The Level I language was not available for the TRS-80 Model II but briefly re-surfaced as the baseline package for the TRS-80 Model III in 1981, selling for $699 compared to the $999 system with Model III BASIC (another Microsoft product). The language was identical to the Model I version but with the addition of two commands, the LLIST and the LPRINT, to output to a printer.

==Language features==
Level I BASIC supports the following keywords:
- Commands: NEW, RUN, LIST, CLOAD, CSAVE, CONT (to continue or resume a program from a breakpoint)
- Statements: PRINT, INPUT, READ, DATA, RESTORE, LET, REM
- Print modifiers: AT, TAB
- Structure: GOTO, GOSUB, ON-GOTO, ON-GOSUB, RETURN, IF-THEN (but no ELSE), FOR-TO-STEP, NEXT, STOP, END
- Graphics: CLS, SET, RESET, POINT()
- Functions: ABS(), INT(), RND(), MEM
- Math: + - * /
- Relational operators: < > = <= => <>
- Logical operators: * (AND) + (OR)

Like Palo Alto Tiny BASIC on which it was based, Level I BASIC does not tokenize keywords like Microsoft BASIC but uses abbreviations to reduce the amount of memory used by keywords, such as F. for FOR, G. for GOTO, P. for PRINT, and T. for THEN.

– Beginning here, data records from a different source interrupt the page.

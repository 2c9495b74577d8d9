//! Layer 5: Engine
//!
//! # Purpose
//!
//! This layer holds the checks that turn builder settings into a validated,
//! ready-to-run configuration.
//!
//! # Architecture
//!
//! ```text
//! Layer 6: API
//!   ↓
//! Layer 5: Engine ← You are here
//!   ↓
//! Layer 4: Evaluation
//!   ↓
//! Layer 3: Algorithms
//!   ↓
//! Layer 2: Math
//!   ↓
//! Layer 1: Primitives
//! ```

/// Builder parameter validation.
pub mod validator;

The language supports 26 single-precision variables A to Z, two strings A$ and B$ (limited to 16 characters each), and one pre-defined array A(). The language lacks a DIM statement for dimensioning the array, the size of which is determined by available memory not used by the program listing (4 bytes per item). As the language lacks many common math functions, the manual provides subroutine listings for square root, exponentiation, exponentials, logarithms, arithmetic sign, and trigonometry functions.

Graphics support is minimal: CLS, for CLear Screen; SET(X,Y), which lights a location on the display; RESET(X,Y), which turns it off; and POINT(X,Y), which returns 1 if a location was lit, 0 if it was not. The coordinates can be any expression and ranges from 0 to 127 for the X-axis and 0 to 47 for the Y-axis. Only black-and-white display is supported.